A Draft Abstract For My PhD Dissertation

During the late Cold War period, strategic culture emerged as a comparative analytical framework in strategic studies and nuclear deterrence policymaking. Strategic culture examines the collective, long-term shared understandings on why adversaries may use violence to achieve strategic objectives. An under-theorised aspect is the possible existence of strategic subcultures: organisational or institutional coalitions that prioritise and shape the pathway into violence, and the specific operational contexts in which violence may be used.

 

Terrorist organisations are a national security threat for Australia. This thesis advances a new causal theory of strategic subcultures in terrorist organisations. It draws on current debates in two sub-fields: the fourth generation of strategic culture theory-building, and the terrorism studies analysis of terrorist organisations. Responding to these current debates this thesis focuses on how terrorist leaders formulate strategic objectives, allocate resources, and recruit and mobilise followers for campaigns.

 

A modified form of process tracing is used to examine two qualitative case studies: Japan’s Aum Shinrikyo and the Islamic State of Iraq and the Levant (ISIL). Three causal mechanisms are examined: the cultural transmission of religiously motivated belief systems for violence; the social learning that occurs between terrorist organisation leaders and followers; and folklore myths and narratives that shape internal worldviews.

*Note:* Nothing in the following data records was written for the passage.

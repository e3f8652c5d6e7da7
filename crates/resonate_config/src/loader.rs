//! Settings file loading and validation.

use crate::error::ConfigError;
use crate::types::{BuildSettings, ConfigFile};
use std::path::Path;

/// Loads `<dir>/resonate.toml` and returns its validated build settings.
pub fn load_settings(dir: &Path) -> Result<BuildSettings, ConfigError> {
    let content = std::fs::read_to_string(dir.join("resonate.toml"))?;
    load_settings_from_str(&content)
}

/// Parses and validates build settings from TOML text.
pub fn load_settings_from_str(content: &str) -> Result<BuildSettings, ConfigError> {
    let file: ConfigFile = toml::from_str(content).map_err(|e| ConfigError::Parse(e.to_string()))?;
    validate(&file.build)?;
    Ok(file.build)
}

fn validate(settings: &BuildSettings) -> Result<(), ConfigError> {
    if settings.max_delay_line_length == 0 {
        return Err(ConfigError::Validation(
            "max_delay_line_length must be at least 1".to_string(),
        ));
    }
    if settings.max_processor_array_size == 0 {
        return Err(ConfigError::Validation(
            "max_processor_array_size must be at least 1".to_string(),
        ));
    }
    if matches!(&settings.main_processor, Some(name) if name.trim().is_empty()) {
        return Err(ConfigError::Validation(
            "main_processor must not be empty".to_string(),
        ));
    }
    Ok(())
}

Combining these three causal mechanisms provides a rationale for strategic subcultures: it develops organisational counter-power to enhance the long-term survivability of terrorist leaders and their ideologies.

 

Both terrorist organisations were unsuccessful in achieving their long-term strategic objectives. Aum Shinrikyo used Hindu and Tibetan Buddhist cosmology to influence its renunciates whilst also hiding a covert, compartmentalised research program into biological and chemical weapons. ISIL used insurgent warfare to capture – and then lose – territory, people, and resources in Iraq and Syria. Both were motivated by apocalyptic worldviews that failed translationally in practice. Understanding these failure sources may help develop effective counter-terrorism policies and strategies.